I take amphetamines orally, a few times a week to help me with my focus
issues, when studying. I have insufflated them before, back in college, and
it's not good for the noses' capillaries, the sinuses, etc.. It's just dumb, a
party thing, what immediacy could be gained through faster administration is
lost in the mal health effects.

I have chronic pain from multiple herniated discs from an accident. I take
opiates daily to help with focus, because pain is extremely exhausting, and
will wear you down. You will literally feel mentally tired from the body
having to had processed pain -- you'll even need to eat more.

I disagree with synthetic opiates being prescribed. Oxycodone is stronger than
heroin in receptor affinity. Addicts will even prefer it, in even oral
formulations, versus heroin. Morphine on the other hand, is less pleasurable,
and is the gold standard for pain. The synthetics like Oxycodone, Oxymorphone,
Hydrocodone, were created because the side effects of morphine were deemed too
numerous. When I first took morphine, I hated it. It made me nauseous, made my
poops hard, and well, it just made me dizzy and disoriented. But once I gave
it another chance, it worked really well. Morphine and codeine are the poppy
plants natural alkaloids. Why go with a synthetic opiate designed to have a
stronger affinity than the natural one?? That is just asking for addictions.

If insurance in the United States were better, Tapentadol would actually be
the drug of choice for pain relief that all doctors should prescribe. Tramadol
works great for minor pain, and Tapentadol is the second revision of Tramadol,
designed for moderate to strong pain, by the same drug company that discovered
Tramadol. But unfortunately, it costs $1500 a bottle for the innovation. I
used to take it until I lost my good insurance. It is both an opiate and a
norepinephrine agonist, like Tramadol, but has stronger opioid agonism. Souped
up Tramadol. Less physically addictive than pure opioids like morphine, yet
stronger pain relief, drug science is amazing.

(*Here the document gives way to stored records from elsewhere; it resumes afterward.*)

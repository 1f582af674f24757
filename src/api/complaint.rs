//! Complaint Endpoints
//!
//! Complaints are scoped per tenant; the list and create paths carry the
//! logged-in user's id.

use serde::Serialize;

use super::ApiClient;
use crate::error::ApiError;
use crate::models::Complaint;

#[derive(Serialize)]
struct NewComplaint<'a> {
    title: &'a str,
    description: &'a str,
}

impl ApiClient {
    pub async fn list_complaints(&self, user_id: &str) -> Result<Vec<Complaint>, ApiError> {
        self.get_list(&format!("complaint/{user_id}")).await
    }

    pub async fn add_complaint(
        &self,
        user_id: &str,
        title: &str,
        description: &str,
    ) -> Result<(), ApiError> {
        self.post_json(
            &format!("complaint/add/{user_id}"),
            &NewComplaint { title, description },
        )
        .await
    }
}
//! StayHub Frontend App
//!
//! Sidebar navigation over the data screens. The API client is built
//! once here and shared with every screen through context.

use leptos::prelude::*;

use crate::api::ApiClient;
use crate::components::{ComplaintScreen, FacilityScreen, RoomScreen, RoomTypeScreen};
use crate::config::Config;

/// Top-level screen selection
#[derive(Clone, Copy, PartialEq)]
enum Screen {
    Rooms,
    RoomTypes,
    Facilities,
    Complaints,
}

const NAV_ITEMS: &[(Screen, &str)] = &[
    (Screen::Rooms, "Data Kamar"),
    (Screen::RoomTypes, "Data Tipe Kamar"),
    (Screen::Facilities, "Fasilitas Kos"),
    (Screen::Complaints, "List Ajuan"),
];

#[component]
pub fn App() -> impl IntoView {
    provide_context(ApiClient::new(Config::from_env()));

    let (current_screen, set_current_screen) = signal(Screen::Rooms);

    view! {
        <div class="app-shell">
            <nav class="sidebar">
                <div class="sidebar-brand">"StayHub"</div>
                {NAV_ITEMS.iter().map(|(screen, label)| {
                    let target = *screen;
                    view! {
                        <button
                            class=move || if current_screen.get() == target { "nav-item active" } else { "nav-item" }
                            on:click=move |_| set_current_screen.set(target)
                        >
                            {*label}
                        </button>
                    }
                }).collect_view()}
            </nav>
            // Switching screens remounts them, so entering a screen always
            // starts a fresh fetch cycle
            <main class="screen-host">
                {move || match current_screen.get() {
                    Screen::Rooms => view! { <RoomScreen /> }.into_any(),
                    Screen::RoomTypes => view! { <RoomTypeScreen /> }.into_any(),
                    Screen::Facilities => view! { <FacilityScreen /> }.into_any(),
                    Screen::Complaints => view! { <ComplaintScreen /> }.into_any(),
                }}
            </main>
        </div>
    }
}
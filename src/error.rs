//! API Error Taxonomy
//!
//! Failure kinds surfaced by the API client. Screens map them to
//! user-facing messages; the console log keeps the technical detail.

use thiserror::Error;

#[derive(Debug, Clone, PartialEq, Eq, Error)]
pub enum ApiError {
    /// No bearer token in session storage; the request was never issued
    #[error("no session token")]
    AuthMissing,
    /// The backend rejected the token (401/403)
    #[error("session rejected")]
    AuthRejected,
    /// 4xx with the backend's own message where it sent one
    #[error("request rejected: {0}")]
    Validation(String),
    /// 5xx
    #[error("server error (status {0})")]
    Server(u16),
    /// The request never completed
    #[error("network error: {0}")]
    Network(String),
    /// Success status but the body did not match the expected shape
    #[error("unexpected response shape: {0}")]
    Decode(String),
}

impl ApiError {
    /// Message shown to the user. Auth errors and backend validation
    /// messages speak for themselves; anything else falls back to the
    /// caller's context message.
    pub fn user_message_or(&self, fallback: &str) -> String {
        match self {
            ApiError::AuthMissing => "Unauthorized!".to_string(),
            ApiError::AuthRejected => "Sesi berakhir. Silakan login ulang.".to_string(),
            ApiError::Validation(message) => message.clone(),
            ApiError::Server(_) | ApiError::Network(_) | ApiError::Decode(_) => {
                fallback.to_string()
            }
        }
    }
}

#[cfg(test)]
mod tests {
    use super::*;

    #[test]
    fn validation_message_passes_through_verbatim() {
        let err = ApiError::Validation("Nama kamar sudah digunakan".to_string());
        assert_eq!(
            err.user_message_or("Terjadi kesalahan."),
            "Nama kamar sudah digunakan"
        );
    }

    #[test]
    fn technical_failures_use_the_caller_fallback() {
        assert_eq!(
            ApiError::Server(500).user_message_or("Gagal memuat data."),
            "Gagal memuat data."
        );
        assert_eq!(
            ApiError::Network("timeout".to_string()).user_message_or("Gagal memuat data."),
            "Gagal memuat data."
        );
        assert_eq!(
            ApiError::Decode("missing field".to_string()).user_message_or("Gagal memuat data."),
            "Gagal memuat data."
        );
    }

    #[test]
    fn auth_failures_ignore_the_fallback() {
        assert_eq!(ApiError::AuthMissing.user_message_or("x"), "Unauthorized!");
        assert_eq!(
            ApiError::AuthRejected.user_message_or("x"),
            "Sesi berakhir. Silakan login ulang."
        );
    }
}
//! Session Storage Access
//!
//! Reads the credentials the login page left in browser session storage.
//! Read-only: nothing in this crate ever writes the session.

const TOKEN_KEY: &str = "token";
const USER_ID_KEY: &str = "userId";

fn read_key(key: &str) -> Option<String> {
    let storage = web_sys::window()?.session_storage().ok().flatten()?;
    storage.get_item(key).ok().flatten()
}

/// Bearer token for API calls, if a session exists
pub fn token() -> Option<String> {
    read_key(TOKEN_KEY).filter(|token| !token.is_empty())
}

/// Logged-in user id; complaint endpoints are scoped by it
pub fn user_id() -> Option<String> {
    read_key(USER_ID_KEY).filter(|id| !id.is_empty())
}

Both of these drugs, amphetamines, morphine, can be abused. But they have so
much utility for people who can benefit from them. Amphetamine abuse is high
in rural communities that utilize a lot of manual labor. And that naturally
follows from amphetamines enabling a higher capacity to do both physical and
mental work.

So when I see the blind opinion that drugs are bad..mmkay -- that they will
instantly addict even open-minded rational, logical people -- I have to
provide the other perspective. Responsible use. Drugs improving someones' life
who would otherwise be severely tired and inefficient.

------
bsder
I wonder how much of the cartels switching to meth is the fact that
legalization is sapping their profits from marijuana.